■ Exercise objective
Exactly the lines from the start of the data through the line containing "pub fn lambert(reflectance: Spectrum)" should be output, with both ends kept and nothing added.

*** Opening Dataset ***

//! Surface materials and the per-hit BSDFs they produce.

use crate::error::{check_positive, PhysicsError, PhysicsResult};
use crate::geometry::MicroGeometry;
use penta_math::{Vec3, Vec4};
use std::f32::consts::PI;

/// RGB radiance, power or reflectance.
pub type Spectrum = Vec3;

/// Incidence this close to the normal passes straight through a refractive surface.
const PASS_THROUGH_COS: f32 = 1.0 - 1e-3;

/// Normalization of a 4D Lambertian lobe: the cosine integral over a hemisphere
/// of S³ is `4π/3`.
const LAMBERT_NORMALIZATION: f32 = 3.0 / (4.0 * PI);

/// How light interacts with an object's surface. Owned by the scene.
#[derive(Debug, Clone, PartialEq)]
pub enum Material {
    /// Ideal diffuse reflector.
    Lambert { reflectance: Spectrum },
    /// Constant emitter that reflects nothing.
    Emission { radiance: Spectrum },
    /// Ideal refractor with the given index relative to the surroundings.
    Glass { refractive_index: f32 },
}

impl Material {
    pub fn lambert(reflectance: Spectrum) -> PhysicsResult<Self> {
        let in_range = reflectance.cmpge(Vec3::ZERO).all() && reflectance.cmple(Vec3::ONE).all();
        if !in_range {
            return Err(PhysicsError::ReflectanceOutOfRange(reflectance));
        }
        Ok(Material::Lambert { reflectance })
    }

    pub fn emission(radiance: Spectrum) -> PhysicsResult<Self> {
        if !(radiance.is_finite() && radiance.min_element() >= 0.0) {
            return Err(PhysicsError::NegativeSpectrum {
                what: "emitted radiance",
                value: radiance,
            });
        }
        Ok(Material::Emission { radiance })
    }

    pub fn glass(refractive_index: f32) -> PhysicsResult<Self> {
        Ok(Material::Glass {
            refractive_index: check_positive("refractive index", refractive_index)?,
        })
    }

    /// The BSDF at one surface point.
    pub fn bsdf(&self, geom: &MicroGeometry) -> Bsdf {
        match *self {
            Material::Lambert { reflectance } => Bsdf::Lambertian {
                value: reflectance * LAMBERT_NORMALIZATION,
            },
            Material::Emission { radiance } => Bsdf::Emission { radiance },
            Material::Glass { refractive_index } => Bsdf::Refractive {
                normal: geom.normal,
                index: refractive_index,
            },
        }
    }
}

/// Scattering at a single surface point, created per intersection.
///
/// Directions passed in point away from the surface; `dir_out` is the
/// reversed direction of the arriving ray and must be unit length.
#[derive(Debug, Clone, Copy, PartialEq)]
pub enum Bsdf {
    Lambertian { value: Spectrum },
    Emission { radiance: Spectrum },
    Refractive { normal: Vec4, index: f32 },
}

impl Bsdf {
    /// The single deterministic continuation of a specular surface, with its
    /// throughput. `None` for surfaces that scatter diffusely.
    pub fn specular(&self, dir_out: Vec4) -> Option<(Vec4, Spectrum)> {
        match *self {
            Bsdf::Refractive { normal, index } => Some((refract(normal, index, dir_out), Spectrum::ONE)),
            _ => None,
        }
    }

    /// Diffuse response for light arriving from `dir_in` and leaving along `dir_out`.
    pub fn eval(&self, _dir_in: Vec4, _dir_out: Vec4) -> Spectrum {
        match *self {
            Bsdf::Lambertian { value } => value,
            _ => Spectrum::ZERO,
        }
    }

    pub fn emission(&self, _dir_out: Vec4) -> Spectrum {
        match *self {
            Bsdf::Emission { radiance } => radiance,
            _ => Spectrum::ZERO,
        }
    }
}

/// Snell's law across a surface with unit `normal`.
///
/// The sign of `normal·dir_out` tells entering (positive) from exiting.
/// Returns the direction the light continues along.
fn refract(normal: Vec4, index: f32, dir_out: Vec4) -> Vec4 {
    let cos_out = normal.dot(dir_out);
    if cos_out.abs() >= PASS_THROUGH_COS {
        return -dir_out;
    }
    let sin_out = (1.0 - cos_out * cos_out).sqrt();
    let relative_index = if cos_out > 0.0 { index } else { index.recip() };

    // Unit normal on the incoming side, and the unit tangential part of dir_out.
    let facing = normal * cos_out.signum();
    let tangent = (dir_out - normal * cos_out).normalize();

    let sin_in = sin_out / relative_index;
    if sin_in > 1.0 {
        // Total internal reflection
        return facing * cos_out.abs() - tangent * sin_out;
    }
    let cos_in = (1.0 - sin_in * sin_in).sqrt();
    -facing * cos_in - tangent * sin_in
}
//! Moving-average crossover producer.
//!
//! Regime is +1 while SMA(short) > SMA(long), -1 otherwise. A regime flip
//! up emits BUY, a flip down emits SELL. The first bar with both averages
//! defined has no prior regime and never signals.

use crate::domain::indicator::sma::calculate_sma;
use crate::domain::ohlcv::Bar;
use crate::domain::signal::{Signal, SignalKind, SignalProducer};

#[derive(Debug, Clone)]
pub struct MovingAverageCrossover {
    pub short_window: usize,
    pub long_window: usize,
    name: String,
}

impl MovingAverageCrossover {
    pub fn new(short_window: usize, long_window: usize) -> Self {
        MovingAverageCrossover {
            short_window,
            long_window,
            name: format!("MA_Crossover({},{})", short_window, long_window),
        }
    }
}

impl SignalProducer for MovingAverageCrossover {
    fn name(&self) -> &str {
        &self.name
    }

    fn generate_signals(&self, bars: &[Bar], symbol: &str) -> Vec<Signal> {
        if bars.len() < self.long_window {
            return Vec::new();
        }

        let short = calculate_sma(bars, self.short_window);
        let long = calculate_sma(bars, self.long_window);

        let mut signals = Vec::new();
        let mut prev_regime: Option<i8> = None;

        for (i, bar) in bars.iter().enumerate() {
            let (Some(s), Some(l)) = (short.get(i), long.get(i)) else {
                continue;
            };
            let regime: i8 = if s > l { 1 } else { -1 };

            match (prev_regime, regime) {
                (Some(-1), 1) => signals.push(Signal::new(
                    SignalKind::Buy,
                    symbol,
                    bar.close,
                    bar.timestamp,
                    1.0,
                    format!(
                        "SMA{} crossed above SMA{}",
                        self.short_window, self.long_window
                    ),
                )),
                (Some(1), -1) => signals.push(Signal::new(
                    SignalKind::Sell,
                    symbol,
                    bar.close,
                    bar.timestamp,
                    1.0,
                    format!(
                        "SMA{} crossed below SMA{}",
                        self.short_window, self.long_window
                    ),
                )),
                _ => {}
            }
            prev_regime = Some(regime);
        }

        signals
    }
}
//! Property tests for the paper account and sizing rules.

use algotrader::domain::execution::{ExecutionConfig, OrderSide};
use algotrader::domain::portfolio::PaperAccount;
use algotrader::domain::sizing::{capped_size, replay_caps, SizeCap};
use algotrader::ports::broker_port::Broker;
use proptest::prelude::*;

#[derive(Debug, Clone)]
enum Op {
    Buy { sym: usize, qty: f64, price: f64 },
    Sell { sym: usize, qty: f64, price: f64 },
    Close { sym: usize, price: f64 },
    Mark { sym: usize, price: f64 },
}

const SYMBOLS: [&str; 3] = ["AAA", "BBB", "CCC"];

/// Mostly valid sizes, with zero and negative ones mixed in.
fn quantity() -> impl Strategy<Value = f64> {
    prop_oneof![
        4 => 0.1..500.0_f64,
        1 => Just(0.0),
        1 => -500.0..0.0_f64,
    ]
}

fn op() -> impl Strategy<Value = Op> {
    prop_oneof![
        (0..3usize, quantity(), 1.0..1000.0_f64)
            .prop_map(|(sym, qty, price)| Op::Buy { sym, qty, price }),
        (0..3usize, quantity(), 1.0..1000.0_f64)
            .prop_map(|(sym, qty, price)| Op::Sell { sym, qty, price }),
        (0..3usize, 1.0..1000.0_f64).prop_map(|(sym, price)| Op::Close { sym, price }),
        (0..3usize, 1.0..1000.0_f64).prop_map(|(sym, price)| Op::Mark { sym, price }),
    ]
}

fn apply(account: &mut PaperAccount, op: &Op) {
    match *op {
        Op::Buy { sym, qty, price } => {
            account.place_order(SYMBOLS[sym], OrderSide::Buy, qty, price, None);
        }
        Op::Sell { sym, qty, price } => {
            account.place_order(SYMBOLS[sym], OrderSide::Sell, qty, price, None);
        }
        Op::Close { sym, price } => {
            account.close_position(SYMBOLS[sym], price);
        }
        Op::Mark { sym, price } => account.update_price(SYMBOLS[sym], price),
    }
}

proptest! {
    #[test]
    fn value_is_cash_plus_marked_positions(
        ops in prop::collection::vec(op(), 1..40),
        commission in 0.0..0.01_f64,
        slippage in 0.0..0.01_f64,
    ) {
        let mut account = PaperAccount::new(
            100_000.0,
            ExecutionConfig { commission_pct: commission, slippage_pct: slippage },
        );
        for op in &ops {
            apply(&mut account, op);
            let marked: f64 = account
                .get_positions()
                .iter()
                .map(|p| p.current_price * p.quantity)
                .sum();
            let value = account.get_portfolio_value();
            prop_assert!((value - (account.get_balance() + marked)).abs() <= 1e-6 * value.abs().max(1.0));
        }
    }

    #[test]
    fn cash_never_negative(ops in prop::collection::vec(op(), 1..40)) {
        let mut account = PaperAccount::new(10_000.0, ExecutionConfig::default());
        for op in &ops {
            apply(&mut account, op);
            prop_assert!(account.cash() >= 0.0);
        }
    }

    #[test]
    fn invalid_quantity_never_changes_state(
        ops in prop::collection::vec(op(), 0..20),
        qty in prop_oneof![Just(0.0), -1000.0..0.0_f64],
        buy in any::<bool>(),
    ) {
        let mut account = PaperAccount::new(10_000.0, ExecutionConfig::default());
        for op in &ops {
            apply(&mut account, op);
        }
        let before = (account.cash(), account.get_positions(), account.trade_log().len());
        let side = if buy { OrderSide::Buy } else { OrderSide::Sell };
        let result = account.place_order(SYMBOLS[0], side, qty, 100.0, None);
        prop_assert!(!result.is_filled());
        prop_assert_eq!(before, (account.cash(), account.get_positions(), account.trade_log().len()));
    }

    #[test]
    fn at_most_one_position_per_symbol(ops in prop::collection::vec(op(), 1..40)) {
        let mut account = PaperAccount::new(100_000.0, ExecutionConfig::default());
        for op in &ops {
            apply(&mut account, op);
            let positions = account.get_positions();
            let mut symbols: Vec<&str> = positions.iter().map(|p| p.symbol.as_str()).collect();
            symbols.sort_unstable();
            symbols.dedup();
            prop_assert_eq!(symbols.len(), positions.len());
            prop_assert!(positions.iter().all(|p| p.quantity > 0.0));
        }
    }

    #[test]
    fn capped_size_is_non_negative_and_bounded(
        a in -1000.0..1000.0_f64,
        b in -10.0..10.0_f64,
        c in -1000.0..1000.0_f64,
        d in -10.0..10.0_f64,
    ) {
        let size = capped_size(&[SizeCap::new(a, b), SizeCap::new(c, d)]);
        prop_assert!(size >= 0.0);
        if b > 0.0 && d > 0.0 {
            prop_assert!(size <= (a / b).max(0.0) + 1e-12);
            prop_assert!(size <= (c / d).max(0.0) + 1e-12);
        }
    }

    #[test]
    fn replay_entry_never_exceeds_capital(
        capital in 1.0..1_000_000.0_f64,
        risk in 0.001..0.5_f64,
        stop in 0.001..0.5_f64,
        price in 0.01..5000.0_f64,
    ) {
        let qty = capped_size(&replay_caps(capital, risk, stop, price));
        prop_assert!(qty >= 0.0);
        prop_assert!(qty * price <= capital * 0.95 + 1e-6);
    }
}
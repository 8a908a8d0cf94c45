//! Capped position sizing.
//!
//! A size is the smallest of several candidate quantities, each expressed
//! as `numerator / denominator`. Callers choose their own cap set:
//!
//! - replay: `[risk / stop_distance, 0.95 * capital / buy_price]`
//! - live:   `[risk / stop_distance, max_position_pct * capital / price,
//!            (max_total_exposure * capital - exposure) / price]`
//!
//! The two sets differ on purpose and must stay separate.

/// Share of running capital a single replay entry may consume.
pub const REPLAY_CAPITAL_CAP: f64 = 0.95;

#[derive(Debug, Clone, Copy, PartialEq)]
pub struct SizeCap {
    pub numerator: f64,
    pub denominator: f64,
}

impl SizeCap {
    pub fn new(numerator: f64, denominator: f64) -> Self {
        SizeCap {
            numerator,
            denominator,
        }
    }

    fn quantity(&self) -> Option<f64> {
        if self.denominator > 0.0 && self.numerator.is_finite() {
            Some(self.numerator / self.denominator)
        } else {
            None
        }
    }
}

/// Minimum of `numerator / denominator` over all caps, floored at 0.
///
/// The size is 0 when `caps` is empty or when any single cap has a
/// non-positive denominator or a non-finite numerator: a degenerate stop
/// distance or price vetoes the whole entry.
pub fn capped_size(caps: &[SizeCap]) -> f64 {
    caps.iter()
        .map(SizeCap::quantity)
        .try_fold(f64::INFINITY, |acc, q| q.map(|q| acc.min(q)))
        .filter(|size| size.is_finite())
        .unwrap_or(0.0)
        .max(0.0)
}

/// Cap set used by the replay engine.
pub fn replay_caps(capital: f64, risk_per_trade: f64, stop_loss_pct: f64, buy_price: f64) -> [SizeCap; 2] {
    [
        SizeCap::new(capital * risk_per_trade, buy_price * stop_loss_pct),
        SizeCap::new(capital * REPLAY_CAPITAL_CAP, buy_price),
    ]
}
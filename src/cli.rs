//! CLI definition and dispatch.
//!
//! Every long-lived object (data source, account, risk manager, signal
//! producer, sinks) is built here and passed down explicitly.

use clap::{Parser, Subcommand};
use std::path::{Path, PathBuf};
use std::process::ExitCode;

use crate::adapters::csv_adapter::CsvAdapter;
use crate::adapters::csv_journal_adapter::CsvJournalAdapter;
use crate::adapters::file_config_adapter::FileConfigAdapter;
use crate::adapters::json_report_adapter::JsonReportAdapter;
use crate::domain::backtest::{BacktestEngine, BacktestResult};
use crate::domain::config_validation::validate_config;
use crate::domain::error::AlgoTraderError;
use crate::domain::portfolio::PaperAccount;
use crate::domain::risk::RiskManager;
use crate::domain::settings::Settings;
use crate::domain::strategy::build_producer;
use crate::domain::trading::{PerformanceSnapshot, TradingService, TradingSummary};
use crate::obs::init_tracing;
use crate::ports::data_port::DataPort;
use crate::ports::persistence_port::PersistencePort;
use crate::ports::report_port::ReportPort;

#[derive(Parser, Debug)]
#[command(name = "algotrader", about = "Backtest and paper-trade signal strategies")]
pub struct Cli {
    #[command(subcommand)]
    pub command: Command,
}

#[derive(Subcommand, Debug)]
pub enum Command {
    /// Replay a strategy over historical bars
    Backtest {
        #[arg(short, long)]
        config: PathBuf,
        #[arg(short, long)]
        symbol: String,
        /// Directory holding <SYMBOL>.csv (overrides [data] directory)
        #[arg(short, long)]
        data: Option<PathBuf>,
        /// Write a JSON report here
        #[arg(short, long)]
        output: Option<PathBuf>,
    },
    /// Feed bars one at a time through the paper trading loop
    Paper {
        #[arg(short, long)]
        config: PathBuf,
        #[arg(short, long)]
        symbol: String,
        #[arg(short, long)]
        data: Option<PathBuf>,
        /// Append fills to this CSV journal
        #[arg(short, long)]
        journal: Option<PathBuf>,
    },
    /// Validate a configuration file
    Validate {
        #[arg(short, long)]
        config: PathBuf,
    },
}

pub fn run(cli: Cli) -> ExitCode {
    let outcome = match cli.command {
        Command::Backtest {
            config,
            symbol,
            data,
            output,
        } => run_backtest(&config, &symbol, data.as_deref(), output.as_deref()),
        Command::Paper {
            config,
            symbol,
            data,
            journal,
        } => run_paper(&config, &symbol, data.as_deref(), journal.as_deref()),
        Command::Validate { config } => run_validate(&config),
    };
    match outcome {
        Ok(()) => ExitCode::SUCCESS,
        Err(e) => {
            tracing::error!(error = %e, "command failed");
            eprintln!("error: {e}");
            (&e).into()
        }
    }
}

pub fn load_config(path: &Path) -> Result<FileConfigAdapter, AlgoTraderError> {
    FileConfigAdapter::from_file(path)
}

/// Load, validate and type the configuration, then install logging.
pub fn load_settings(path: &Path) -> Result<Settings, AlgoTraderError> {
    eprintln!("Loading config from {}", path.display());
    let adapter = load_config(path)?;
    validate_config(&adapter)?;
    let settings = Settings::from_config(&adapter)?;
    init_tracing(&settings.logging)?;
    Ok(settings)
}

fn data_port(settings: &Settings, data_override: Option<&Path>) -> CsvAdapter {
    let dir = data_override
        .map(Path::to_path_buf)
        .unwrap_or_else(|| PathBuf::from(&settings.data_directory));
    CsvAdapter::new(dir)
}

fn run_backtest(
    config_path: &Path,
    symbol: &str,
    data_override: Option<&Path>,
    output_path: Option<&Path>,
) -> Result<(), AlgoTraderError> {
    let settings = load_settings(config_path)?;
    let data = data_port(&settings, data_override);
    let report = JsonReportAdapter::new();
    let report_target = output_path.map(|p| (&report as &dyn ReportPort, p));

    let result = run_backtest_pipeline(&data, &settings, symbol, report_target)?;
    print_backtest_summary(&result);
    if let Some(path) = output_path {
        eprintln!("\nReport written to: {}", path.display());
    }
    Ok(())
}

/// Fetch bars, replay the configured strategy and optionally write a report.
pub fn run_backtest_pipeline(
    data_port: &dyn DataPort,
    settings: &Settings,
    symbol: &str,
    report: Option<(&dyn ReportPort, &Path)>,
) -> Result<BacktestResult, AlgoTraderError> {
    let producer = build_producer(&settings.strategy)?;
    eprintln!("Loading strategy: {}", producer.name());

    let bars = data_port.fetch_bars(symbol)?;
    eprintln!("Running backtest: {} on {} bars", symbol, bars.len());

    let engine = BacktestEngine::new(settings.backtest_config());
    let result = engine.run(&bars, symbol, producer.as_ref())?;

    if let Some((port, path)) = report {
        port.write(&result, path)?;
    }
    Ok(result)
}

pub fn print_backtest_summary(result: &BacktestResult) {
    let m = &result.metrics;
    eprintln!("\n=== {} on {} ===", result.strategy_name, result.symbol);
    eprintln!("Period:           {} to {}", result.start_date, result.end_date);
    eprintln!("Initial Capital:  {:.2}", result.initial_capital);
    eprintln!("Final Capital:    {:.2}", result.final_capital);
    eprintln!("Total Return:     {:.2}%", m.total_return * 100.0);
    eprintln!("Annualized:       {:.2}%", m.annualized_return * 100.0);
    eprintln!("Sharpe Ratio:     {:.2}", m.sharpe_ratio);
    eprintln!("Max Drawdown:     {:.1}%", m.max_drawdown * 100.0);
    eprintln!("Total Trades:     {}", m.total_trades);
    eprintln!("Win Rate:         {:.1}%", m.win_rate * 100.0);
    eprintln!("Profit Factor:    {:.2}", m.profit_factor);

    if !result.trades.is_empty() {
        eprintln!("\n=== Trades ===");
        for t in &result.trades {
            let pnl_sign = if t.pnl >= 0.0 { "+" } else { "" };
            eprintln!(
                "  {} -> {}  {:.4} -> {:.4}  x{:.2}  {}{:.2}  ({})",
                t.entry_time.date(),
                t.exit_time.date(),
                t.entry_price,
                t.exit_price,
                t.quantity,
                pnl_sign,
                t.pnl,
                t.exit_reason,
            );
        }
    }
}

fn run_paper(
    config_path: &Path,
    symbol: &str,
    data_override: Option<&Path>,
    journal_path: Option<&Path>,
) -> Result<(), AlgoTraderError> {
    let settings = load_settings(config_path)?;
    let data = data_port(&settings, data_override);
    let sink: Option<Box<dyn PersistencePort>> = match journal_path {
        Some(path) => Some(Box::new(CsvJournalAdapter::open(path)?)),
        None => None,
    };

    let (summary, perf) = run_paper_pipeline(&data, &settings, symbol, sink)?;
    print_paper_summary(&summary, &perf);
    Ok(())
}

/// Drive the trading loop over a growing window of bars, one bar at a time.
pub fn run_paper_pipeline(
    data_port: &dyn DataPort,
    settings: &Settings,
    symbol: &str,
    sink: Option<Box<dyn PersistencePort>>,
) -> Result<(TradingSummary, PerformanceSnapshot), AlgoTraderError> {
    let producer = build_producer(&settings.strategy)?;
    eprintln!("Loading strategy: {}", producer.name());

    let bars = data_port.fetch_bars(symbol)?;
    if bars.is_empty() {
        return Err(AlgoTraderError::EmptySeries {
            symbol: symbol.to_string(),
        });
    }

    let account = PaperAccount::new(
        settings.account.initial_capital,
        settings.account.execution(),
    );
    let risk = RiskManager::new(settings.risk.clone(), settings.account.initial_capital);
    let mut service = TradingService::new(account, risk, producer);
    if let Some(sink) = sink {
        service = service.with_persistence(sink);
    }

    eprintln!("Paper trading {} over {} bars", symbol, bars.len());
    let mut total = TradingSummary::default();
    for end in 1..=bars.len() {
        total.merge(service.process_latest_bar(&bars[..end], symbol));
    }

    Ok((total, service.performance()))
}

pub fn print_paper_summary(summary: &TradingSummary, perf: &PerformanceSnapshot) {
    eprintln!("\n=== Paper Trading: {} ===", perf.strategy);
    for d in &summary.details {
        eprintln!(
            "  {} {} {} x{:.2} @ {:.4}  {}",
            d.signal, d.symbol, d.status, d.quantity, d.price, d.message
        );
    }
    eprintln!("Executed:         {}", summary.executed);
    eprintln!("Rejected:         {}", summary.rejected);
    eprintln!("Portfolio Value:  {:.2}", perf.portfolio_value);
    eprintln!("Cash:             {:.2}", perf.cash);
    eprintln!("Position Value:   {:.2}", perf.position_value);
    eprintln!("Total Return:     {:.2}%", perf.total_return_pct * 100.0);
    eprintln!("Drawdown:         {:.2}%", perf.drawdown_pct * 100.0);
    eprintln!("Peak Equity:      {:.2}", perf.peak_equity);
    eprintln!("Open Positions:   {}", perf.open_positions);
    if perf.circuit_breaker {
        eprintln!("WARNING: circuit breaker drawdown exceeded");
    }
}

fn run_validate(config_path: &Path) -> Result<(), AlgoTraderError> {
    eprintln!("Loading config from {}", config_path.display());
    let adapter = load_config(config_path)?;
    validate_config(&adapter)?;
    let settings = Settings::from_config(&adapter)?;
    let producer = build_producer(&settings.strategy)?;
    eprintln!("Strategy: {}", producer.name());
    eprintln!("Config validated successfully");
    Ok(())
}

*** Closing Dataset ***

■ Expected answer
//! Surface materials and the per-hit BSDFs they produce.

use crate::error::{check_positive, PhysicsError, PhysicsResult};
use crate::geometry::MicroGeometry;
use penta_math::{Vec3, Vec4};
use std::f32::consts::PI;

/// RGB radiance, power or reflectance.
pub type Spectrum = Vec3;

/// Incidence this close to the normal passes straight through a refractive surface.
const PASS_THROUGH_COS: f32 = 1.0 - 1e-3;

/// Normalization of a 4D Lambertian lobe: the cosine integral over a hemisphere
/// of S³ is `4π/3`.
const LAMBERT_NORMALIZATION: f32 = 3.0 / (4.0 * PI);

/// How light interacts with an object's surface. Owned by the scene.
#[derive(Debug, Clone, PartialEq)]
pub enum Material {
    /// Ideal diffuse reflector.
    Lambert { reflectance: Spectrum },
    /// Constant emitter that reflects nothing.
    Emission { radiance: Spectrum },
    /// Ideal refractor with the given index relative to the surroundings.
    Glass { refractive_index: f32 },
}

impl Material {
    pub fn lambert(reflectance: Spectrum) -> PhysicsResult<Self> {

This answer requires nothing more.